Hal tersebut membuat Devi makin mantap untuk memilih remote working supaya tetap bisa tinggal bersama keluarganya di Boyolali. Beruntung perusahaan tempat Devi bekerja mengizinkannya untuk bekerja jarak jauh. Kendati ada urusan pekerjaan yang mendesak, Devi rela datang ke Jakarta untuk beberapa hari, tapi tidak untuk menetap lagi di sana.
“Bukan berarti di kota nggak enak. Di sana semua serba mudah, kalau di desa kan kadang jaringan internet sulit, ya semua pasti ada plus minusnya, tapi secara personal aku merasa tinggal di desa, apalagi di rumah sendiri bareng keluarga itu lebih bahagia. Waktu yang aku punya jadi lebih berkualitas daripada menghabiskan waktu seharian untuk kerja seperti saat di kota,” pungkas Devi.
Alasan dan tantangan yang dihadapi mereka yang memutuskan kembali ke desa setelah mencicipi rasanya kerja di kota
illustration by Hipwee
Dari beberapa kisah di atas, mayoritas memang menjadikan kehidupan di desa yang tenang dan damai menjadi alasan mereka ingin kembali ke desa dan melanjutkan hidup di sana. Apalagi, masalah di perkotaan mulai dari lingkungan kerja, masyarakat, dan tempat tinggal dirasa tidak sebaik di desa. Pola hidup yang serba cepat juga membuat sebagian orang merasa kewalahan untuk mengikuti ritmenya. Apalagi, penduduk yang padat juga bisa mengurangi kesejahteraan hidup seseorang dari segi interaksi sosial dan hubungan bermasyarakat.

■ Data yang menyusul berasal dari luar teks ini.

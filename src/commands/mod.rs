use anyhow::{Context as _, Result};
use serenity::model::application::command::{Command, CommandOptionType};
use serenity::model::application::interaction::application_command::{
    ApplicationCommandInteraction, CommandDataOption, CommandDataOptionValue,
};
use serenity::model::application::interaction::InteractionResponseType;
use serenity::model::id::ChannelId;
use serenity::model::user::User;
use serenity::prelude::*;

use crate::router::CommandRoute;

pub mod bottom;
pub mod fren;
pub mod ping;
pub mod presence;
pub mod say;
pub mod translate;
pub mod uwurandom;

/// Replaces the global command list with every route
pub async fn register_all(ctx: &Context) -> Result<Vec<Command>> {
    Command::set_global_application_commands(&ctx.http, |commands| {
        for route in CommandRoute::ALL {
            commands.create_application_command(|command| match route {
                CommandRoute::Ping => ping::register(command),
                CommandRoute::Say => say::register(command),
                CommandRoute::Presence => presence::register(command),
                CommandRoute::Bottom => bottom::register(command),
                CommandRoute::UwuRandom => uwurandom::register(command),
                CommandRoute::FrenAdd => fren::register(command),
            });
        }
        commands.create_application_command(|command| translate::register(command))
    })
    .await
    .context("failed to register application commands")
}

/// Name of the invoked subcommand, if any
pub fn subcommand(command: &ApplicationCommandInteraction) -> Option<&str> {
    command
        .data
        .options
        .iter()
        .find(|option| option.kind == CommandOptionType::SubCommand)
        .map(|option| option.name.as_str())
}

/// Options of the invoked leaf command
pub fn leaf_options(command: &ApplicationCommandInteraction) -> &[CommandDataOption] {
    match command
        .data
        .options
        .iter()
        .find(|option| option.kind == CommandOptionType::SubCommand)
    {
        Some(sub) => &sub.options,
        None => &command.data.options,
    }
}

fn resolved<'a>(options: &'a [CommandDataOption], name: &str) -> Option<&'a CommandDataOptionValue> {
    options
        .iter()
        .find(|option| option.name == name)
        .and_then(|option| option.resolved.as_ref())
}

pub fn string_option(options: &[CommandDataOption], name: &str) -> Option<String> {
    match resolved(options, name)? {
        CommandDataOptionValue::String(value) => Some(value.clone()),
        _ => None,
    }
}

pub fn integer_option(options: &[CommandDataOption], name: &str) -> Option<i64> {
    match resolved(options, name)? {
        CommandDataOptionValue::Integer(value) => Some(*value),
        _ => None,
    }
}

pub fn bool_option(options: &[CommandDataOption], name: &str) -> Option<bool> {
    match resolved(options, name)? {
        CommandDataOptionValue::Boolean(value) => Some(*value),
        _ => None,
    }
}

pub fn user_option(options: &[CommandDataOption], name: &str) -> Option<User> {
    match resolved(options, name)? {
        CommandDataOptionValue::User(user, _) => Some(user.clone()),
        _ => None,
    }
}

pub fn channel_option(options: &[CommandDataOption], name: &str) -> Option<ChannelId> {
    match resolved(options, name)? {
        CommandDataOptionValue::Channel(channel) => Some(channel.id),
        _ => None,
    }
}

/// Answers an interaction with a message only the invoker sees
pub async fn reply_ephemeral(
    ctx: &Context,
    command: &ApplicationCommandInteraction,
    content: impl ToString,
) -> Result<()> {
    command
        .create_interaction_response(&ctx.http, |r| {
            r.kind(InteractionResponseType::ChannelMessageWithSource)
                .interaction_response_data(|d| d.content(content).ephemeral(true))
        })
        .await
        .with_context(|| format!("failed to answer /{}", command.data.name))
}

Walau ada yang memutuskan berganti pekerjaan seperti Li Ziqi dan Ukke, banyak juga orang-orang seperti Sridhar, Cahyo, dan Devi yang memilih remote working supaya tetap bisa bekerja di perusaahaan, tapi juga bisa tinggal di desa. Alasan pekerjaan yang sudah nyaman dan nggak mungkin ditinggalkan begitu saja membuat mereka memilih bekerja jarak jauh. Bagi kamu yang merasakan hal yang sama dengan mereka, pilihan remote working bisa dicoba, lo. Apalagi, di masa pandemi kemungkinan perusahaan bisa mengizinkan sistem kerja seperti ini.
Kendati perusahaan mengizinkan, tapi sebenarnya memutuskan pulang ke desa bukanlah hal yang mudah. Apalagi, jika soal meyakinkan keluarga soal pekerjaan yang kita jalani dan pengembangan karier ke depan. Belum lagi jika fasilitas di desa misalnya jaringan internet dan transportasi kurang memadahi untuk menunjang pekerjaan jarak jauh. Hal ini juga harus menjadi pertimbangan sebelum memutuskan pulang ke desa.